Data items:
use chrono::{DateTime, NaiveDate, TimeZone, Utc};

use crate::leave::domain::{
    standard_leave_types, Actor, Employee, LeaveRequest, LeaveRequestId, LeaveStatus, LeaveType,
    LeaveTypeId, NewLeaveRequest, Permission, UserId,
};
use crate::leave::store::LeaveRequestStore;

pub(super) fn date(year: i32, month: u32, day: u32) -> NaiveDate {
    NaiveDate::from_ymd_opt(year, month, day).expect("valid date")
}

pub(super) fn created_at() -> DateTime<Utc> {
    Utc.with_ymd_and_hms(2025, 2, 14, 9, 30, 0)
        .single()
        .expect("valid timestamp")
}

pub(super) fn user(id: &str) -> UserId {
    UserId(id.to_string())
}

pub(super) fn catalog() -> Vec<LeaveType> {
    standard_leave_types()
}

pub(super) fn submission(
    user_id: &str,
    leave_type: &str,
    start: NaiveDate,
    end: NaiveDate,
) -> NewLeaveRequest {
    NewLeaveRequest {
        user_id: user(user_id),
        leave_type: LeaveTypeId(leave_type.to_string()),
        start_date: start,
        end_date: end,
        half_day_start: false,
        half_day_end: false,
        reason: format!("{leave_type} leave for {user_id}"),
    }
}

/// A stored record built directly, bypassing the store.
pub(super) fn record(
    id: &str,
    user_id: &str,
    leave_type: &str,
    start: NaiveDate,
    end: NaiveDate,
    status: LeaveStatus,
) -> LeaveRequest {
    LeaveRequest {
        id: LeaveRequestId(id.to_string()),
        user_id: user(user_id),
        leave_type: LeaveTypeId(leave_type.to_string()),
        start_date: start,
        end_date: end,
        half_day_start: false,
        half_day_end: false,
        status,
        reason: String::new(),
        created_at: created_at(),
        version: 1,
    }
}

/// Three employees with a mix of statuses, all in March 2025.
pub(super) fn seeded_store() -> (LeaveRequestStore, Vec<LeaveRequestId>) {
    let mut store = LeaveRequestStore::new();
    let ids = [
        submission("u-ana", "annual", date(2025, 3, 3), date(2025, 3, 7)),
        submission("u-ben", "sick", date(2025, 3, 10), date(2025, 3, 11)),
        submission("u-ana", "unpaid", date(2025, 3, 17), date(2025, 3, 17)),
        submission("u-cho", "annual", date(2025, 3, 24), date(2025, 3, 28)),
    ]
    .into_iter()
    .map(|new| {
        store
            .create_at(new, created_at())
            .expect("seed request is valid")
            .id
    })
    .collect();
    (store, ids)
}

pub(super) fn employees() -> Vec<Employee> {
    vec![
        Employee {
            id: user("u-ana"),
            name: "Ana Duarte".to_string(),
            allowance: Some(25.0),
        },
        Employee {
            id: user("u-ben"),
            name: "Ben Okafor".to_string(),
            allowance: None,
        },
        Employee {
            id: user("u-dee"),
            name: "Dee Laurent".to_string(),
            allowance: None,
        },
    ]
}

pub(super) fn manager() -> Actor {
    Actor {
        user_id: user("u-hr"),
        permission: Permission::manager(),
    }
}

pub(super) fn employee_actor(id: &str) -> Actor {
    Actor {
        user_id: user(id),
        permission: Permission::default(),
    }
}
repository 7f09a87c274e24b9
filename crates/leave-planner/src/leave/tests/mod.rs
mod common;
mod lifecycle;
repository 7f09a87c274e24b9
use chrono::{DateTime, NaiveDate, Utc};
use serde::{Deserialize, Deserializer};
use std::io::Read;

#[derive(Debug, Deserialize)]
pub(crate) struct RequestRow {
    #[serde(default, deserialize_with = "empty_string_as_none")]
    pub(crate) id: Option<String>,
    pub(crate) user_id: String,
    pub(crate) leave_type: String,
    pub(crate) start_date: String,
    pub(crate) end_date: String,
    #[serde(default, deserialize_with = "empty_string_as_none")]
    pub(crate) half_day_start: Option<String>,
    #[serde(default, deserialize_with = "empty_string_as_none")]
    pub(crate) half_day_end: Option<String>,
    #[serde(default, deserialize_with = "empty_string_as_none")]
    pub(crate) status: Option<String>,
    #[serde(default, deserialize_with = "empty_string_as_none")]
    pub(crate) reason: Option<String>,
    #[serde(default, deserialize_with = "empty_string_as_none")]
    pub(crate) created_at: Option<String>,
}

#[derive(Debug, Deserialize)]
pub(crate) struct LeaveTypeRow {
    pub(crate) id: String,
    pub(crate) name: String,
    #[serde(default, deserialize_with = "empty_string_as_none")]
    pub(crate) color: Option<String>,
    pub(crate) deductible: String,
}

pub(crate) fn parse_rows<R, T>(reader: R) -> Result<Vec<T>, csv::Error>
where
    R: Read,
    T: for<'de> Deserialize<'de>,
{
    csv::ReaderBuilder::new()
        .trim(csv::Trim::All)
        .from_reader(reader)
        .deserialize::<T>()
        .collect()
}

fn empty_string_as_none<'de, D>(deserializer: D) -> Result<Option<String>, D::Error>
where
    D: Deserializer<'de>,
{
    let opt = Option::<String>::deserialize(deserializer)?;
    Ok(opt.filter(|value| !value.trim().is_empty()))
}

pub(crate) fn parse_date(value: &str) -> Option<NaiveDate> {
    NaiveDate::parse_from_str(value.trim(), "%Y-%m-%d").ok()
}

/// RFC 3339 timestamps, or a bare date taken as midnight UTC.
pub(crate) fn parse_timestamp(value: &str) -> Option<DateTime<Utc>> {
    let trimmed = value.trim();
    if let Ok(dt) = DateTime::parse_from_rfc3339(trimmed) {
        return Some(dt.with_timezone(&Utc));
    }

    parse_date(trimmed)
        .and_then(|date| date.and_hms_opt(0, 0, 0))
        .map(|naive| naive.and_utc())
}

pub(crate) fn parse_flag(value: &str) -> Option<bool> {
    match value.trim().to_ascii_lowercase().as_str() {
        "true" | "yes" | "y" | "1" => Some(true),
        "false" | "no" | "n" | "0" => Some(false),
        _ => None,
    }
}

▶ [What you need to do]
Output each entry exactly as written, leaving none out.

▶ [Output of the task]
use chrono::{DateTime, NaiveDate, TimeZone, Utc};

use crate::leave::domain::{
    standard_leave_types, Actor, Employee, LeaveRequest, LeaveRequestId, LeaveStatus, LeaveType,
    LeaveTypeId, NewLeaveRequest, Permission, UserId,
};
use crate::leave::store::LeaveRequestStore;

pub(super) fn date(year: i32, month: u32, day: u32) -> NaiveDate {
    NaiveDate::from_ymd_opt(year, month, day).expect("valid date")
}

pub(super) fn created_at() -> DateTime<Utc> {
    Utc.with_ymd_and_hms(2025, 2, 14, 9, 30, 0)
        .single()
        .expect("valid timestamp")
}

pub(super) fn user(id: &str) -> UserId {
    UserId(id.to_string())
}

pub(super) fn catalog() -> Vec<LeaveType> {
    standard_leave_types()
}

pub(super) fn submission(
    user_id: &str,
    leave_type: &str,
    start: NaiveDate,
    end: NaiveDate,
) -> NewLeaveRequest {
    NewLeaveRequest {
        user_id: user(user_id),
        leave_type: LeaveTypeId(leave_type.to_string()),
        start_date: start,
        end_date: end,
        half_day_start: false,
        half_day_end: false,
        reason: format!("{leave_type} leave for {user_id}"),
    }
}

/// A stored record built directly, bypassing the store.
pub(super) fn record(
    id: &str,
    user_id: &str,
    leave_type: &str,
    start: NaiveDate,
    end: NaiveDate,
    status: LeaveStatus,
) -> LeaveRequest {
    LeaveRequest {
        id: LeaveRequestId(id.to_string()),
        user_id: user(user_id),
        leave_type: LeaveTypeId(leave_type.to_string()),
        start_date: start,
        end_date: end,
        half_day_start: false,
        half_day_end: false,
        status,
        reason: String::new(),
        created_at: created_at(),
        version: 1,
    }
}

/// Three employees with a mix of statuses, all in March 2025.
pub(super) fn seeded_store() -> (LeaveRequestStore, Vec<LeaveRequestId>) {
    let mut store = LeaveRequestStore::new();
    let ids = [
        submission("u-ana", "annual", date(2025, 3, 3), date(2025, 3, 7)),
        submission("u-ben", "sick", date(2025, 3, 10), date(2025, 3, 11)),
        submission("u-ana", "unpaid", date(2025, 3, 17), date(2025, 3, 17)),
        submission("u-cho", "annual", date(2025, 3, 24), date(2025, 3, 28)),
    ]
    .into_iter()
    .map(|new| {
        store
            .create_at(new, created_at())
            .expect("seed request is valid")
            .id
    })
    .collect();
    (store, ids)
}

pub(super) fn employees() -> Vec<Employee> {
    vec![
        Employee {
            id: user("u-ana"),
            name: "Ana Duarte".to_string(),
            allowance: Some(25.0),
        },
        Employee {
            id: user("u-ben"),
            name: "Ben Okafor".to_string(),
            allowance: None,
        },
        Employee {
            id: user("u-dee"),
            name: "Dee Laurent".to_string(),
            allowance: None,
        },
    ]
}

pub(super) fn manager() -> Actor {
    Actor {
        user_id: user("u-hr"),
        permission: Permission::manager(),
    }
}

pub(super) fn employee_actor(id: &str) -> Actor {
    Actor {
        user_id: user(id),
        permission: Permission::default(),
    }
}
repository 7f09a87c274e24b9
filename crates/leave-planner/src/leave/tests/mod.rs
mod common;
mod lifecycle;
repository 7f09a87c274e24b9
use chrono::{DateTime, NaiveDate, Utc};
use serde::{Deserialize, Deserializer};
use std::io::Read;

#[derive(Debug, Deserialize)]
pub(crate) struct RequestRow {
    #[serde(default, deserialize_with = "empty_string_as_none")]
    pub(crate) id: Option<String>,
    pub(crate) user_id: String,
    pub(crate) leave_type: String,
    pub(crate) start_date: String,
    pub(crate) end_date: String,
    #[serde(default, deserialize_with = "empty_string_as_none")]
    pub(crate) half_day_start: Option<String>,
    #[serde(default, deserialize_with = "empty_string_as_none")]
    pub(crate) half_day_end: Option<String>,
    #[serde(default, deserialize_with = "empty_string_as_none")]
    pub(crate) status: Option<String>,
    #[serde(default, deserialize_with = "empty_string_as_none")]
    pub(crate) reason: Option<String>,
    #[serde(default, deserialize_with = "empty_string_as_none")]
    pub(crate) created_at: Option<String>,
}

#[derive(Debug, Deserialize)]
pub(crate) struct LeaveTypeRow {
    pub(crate) id: String,
    pub(crate) name: String,
    #[serde(default, deserialize_with = "empty_string_as_none")]
    pub(crate) color: Option<String>,
    pub(crate) deductible: String,
}

pub(crate) fn parse_rows<R, T>(reader: R) -> Result<Vec<T>, csv::Error>
where
    R: Read,
    T: for<'de> Deserialize<'de>,
{
    csv::ReaderBuilder::new()
        .trim(csv::Trim::All)
        .from_reader(reader)
        .deserialize::<T>()
        .collect()
}

fn empty_string_as_none<'de, D>(deserializer: D) -> Result<Option<String>, D::Error>
where
    D: Deserializer<'de>,
{
    let opt = Option::<String>::deserialize(deserializer)?;
    Ok(opt.filter(|value| !value.trim().is_empty()))
}

pub(crate) fn parse_date(value: &str) -> Option<NaiveDate> {
    NaiveDate::parse_from_str(value.trim(), "%Y-%m-%d").ok()
}

/// RFC 3339 timestamps, or a bare date taken as midnight UTC.
pub(crate) fn parse_timestamp(value: &str) -> Option<DateTime<Utc>> {
    let trimmed = value.trim();
    if let Ok(dt) = DateTime::parse_from_rfc3339(trimmed) {
        return Some(dt.with_timezone(&Utc));
    }

    parse_date(trimmed)
        .and_then(|date| date.and_hms_opt(0, 0, 0))
        .map(|naive| naive.and_utc())
}

pub(crate) fn parse_flag(value: &str) -> Option<bool> {
    match value.trim().to_ascii_lowercase().as_str() {
        "true" | "yes" | "y" | "1" => Some(true),
        "false" | "no" | "n" | "0" => Some(false),
        _ => None,
    }
}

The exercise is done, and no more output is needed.